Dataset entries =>
######

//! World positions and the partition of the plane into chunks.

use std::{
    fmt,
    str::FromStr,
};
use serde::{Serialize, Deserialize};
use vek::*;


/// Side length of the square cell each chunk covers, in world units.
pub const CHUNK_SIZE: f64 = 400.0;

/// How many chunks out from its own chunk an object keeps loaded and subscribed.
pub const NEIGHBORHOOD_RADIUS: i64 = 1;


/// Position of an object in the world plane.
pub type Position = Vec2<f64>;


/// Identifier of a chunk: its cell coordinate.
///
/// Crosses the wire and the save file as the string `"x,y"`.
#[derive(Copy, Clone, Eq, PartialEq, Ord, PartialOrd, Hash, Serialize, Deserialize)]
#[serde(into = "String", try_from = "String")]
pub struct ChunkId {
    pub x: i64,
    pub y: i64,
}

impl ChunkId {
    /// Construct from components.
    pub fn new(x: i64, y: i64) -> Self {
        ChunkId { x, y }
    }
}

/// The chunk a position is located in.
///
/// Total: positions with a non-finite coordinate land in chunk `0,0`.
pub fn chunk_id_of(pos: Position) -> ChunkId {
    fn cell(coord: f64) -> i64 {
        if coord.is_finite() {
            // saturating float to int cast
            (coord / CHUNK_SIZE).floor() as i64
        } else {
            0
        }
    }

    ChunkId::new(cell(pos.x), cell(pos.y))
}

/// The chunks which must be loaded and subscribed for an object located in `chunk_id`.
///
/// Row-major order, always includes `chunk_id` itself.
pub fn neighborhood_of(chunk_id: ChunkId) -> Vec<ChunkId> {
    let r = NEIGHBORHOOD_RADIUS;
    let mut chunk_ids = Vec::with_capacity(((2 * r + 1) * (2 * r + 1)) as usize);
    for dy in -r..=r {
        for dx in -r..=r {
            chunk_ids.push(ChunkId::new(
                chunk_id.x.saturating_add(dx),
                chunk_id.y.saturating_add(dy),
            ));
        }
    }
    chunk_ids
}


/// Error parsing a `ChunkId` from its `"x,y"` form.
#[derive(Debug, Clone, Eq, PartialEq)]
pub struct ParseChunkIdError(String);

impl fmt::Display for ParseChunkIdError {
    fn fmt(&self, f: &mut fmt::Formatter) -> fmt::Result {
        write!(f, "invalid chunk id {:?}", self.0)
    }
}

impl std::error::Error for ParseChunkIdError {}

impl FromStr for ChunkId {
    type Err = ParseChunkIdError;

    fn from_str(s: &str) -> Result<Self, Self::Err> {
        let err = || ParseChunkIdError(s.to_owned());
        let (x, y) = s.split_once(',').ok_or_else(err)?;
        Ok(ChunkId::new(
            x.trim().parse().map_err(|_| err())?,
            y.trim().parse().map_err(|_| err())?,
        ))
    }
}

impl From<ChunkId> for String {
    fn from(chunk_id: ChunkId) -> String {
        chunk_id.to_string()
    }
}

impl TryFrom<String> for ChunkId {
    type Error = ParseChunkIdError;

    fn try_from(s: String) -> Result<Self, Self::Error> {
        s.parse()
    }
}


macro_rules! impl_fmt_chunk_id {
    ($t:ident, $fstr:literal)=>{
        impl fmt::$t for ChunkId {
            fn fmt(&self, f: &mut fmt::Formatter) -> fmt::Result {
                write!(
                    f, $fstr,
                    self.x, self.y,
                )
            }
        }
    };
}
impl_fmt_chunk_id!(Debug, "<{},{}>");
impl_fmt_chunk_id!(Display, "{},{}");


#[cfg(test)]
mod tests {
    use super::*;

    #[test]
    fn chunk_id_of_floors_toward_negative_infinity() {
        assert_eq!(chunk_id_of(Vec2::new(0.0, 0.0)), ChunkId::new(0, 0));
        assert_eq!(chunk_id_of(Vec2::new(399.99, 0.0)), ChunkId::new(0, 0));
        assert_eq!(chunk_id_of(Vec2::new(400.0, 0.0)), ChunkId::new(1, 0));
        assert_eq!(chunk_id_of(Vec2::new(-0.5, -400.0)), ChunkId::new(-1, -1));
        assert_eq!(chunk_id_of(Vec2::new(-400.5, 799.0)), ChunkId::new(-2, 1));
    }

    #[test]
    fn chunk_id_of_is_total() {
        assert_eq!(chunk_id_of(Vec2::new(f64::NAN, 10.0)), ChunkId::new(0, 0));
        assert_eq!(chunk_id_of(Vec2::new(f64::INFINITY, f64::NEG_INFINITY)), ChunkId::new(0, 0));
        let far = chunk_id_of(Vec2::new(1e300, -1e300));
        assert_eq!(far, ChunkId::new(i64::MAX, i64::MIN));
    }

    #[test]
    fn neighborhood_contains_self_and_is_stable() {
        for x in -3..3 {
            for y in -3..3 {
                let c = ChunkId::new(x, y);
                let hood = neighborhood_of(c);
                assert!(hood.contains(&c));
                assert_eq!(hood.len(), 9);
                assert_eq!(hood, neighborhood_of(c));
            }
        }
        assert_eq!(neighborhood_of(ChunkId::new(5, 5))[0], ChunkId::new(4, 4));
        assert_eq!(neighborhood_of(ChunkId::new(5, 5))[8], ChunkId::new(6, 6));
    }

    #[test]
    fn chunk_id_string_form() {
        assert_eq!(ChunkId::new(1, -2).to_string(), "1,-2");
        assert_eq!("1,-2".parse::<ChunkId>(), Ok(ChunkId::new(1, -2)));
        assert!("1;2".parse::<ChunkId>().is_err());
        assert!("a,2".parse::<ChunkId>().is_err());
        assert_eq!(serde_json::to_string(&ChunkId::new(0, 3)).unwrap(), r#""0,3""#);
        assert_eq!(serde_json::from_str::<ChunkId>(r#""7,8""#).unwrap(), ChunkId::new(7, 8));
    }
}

######

Task brief =>
All lines in the preceding records that hold the word "positions" need to be copied.

Task solution =>
//! World positions and the partition of the plane into chunks.
/// Total: positions with a non-finite coordinate land in chunk `0,0`.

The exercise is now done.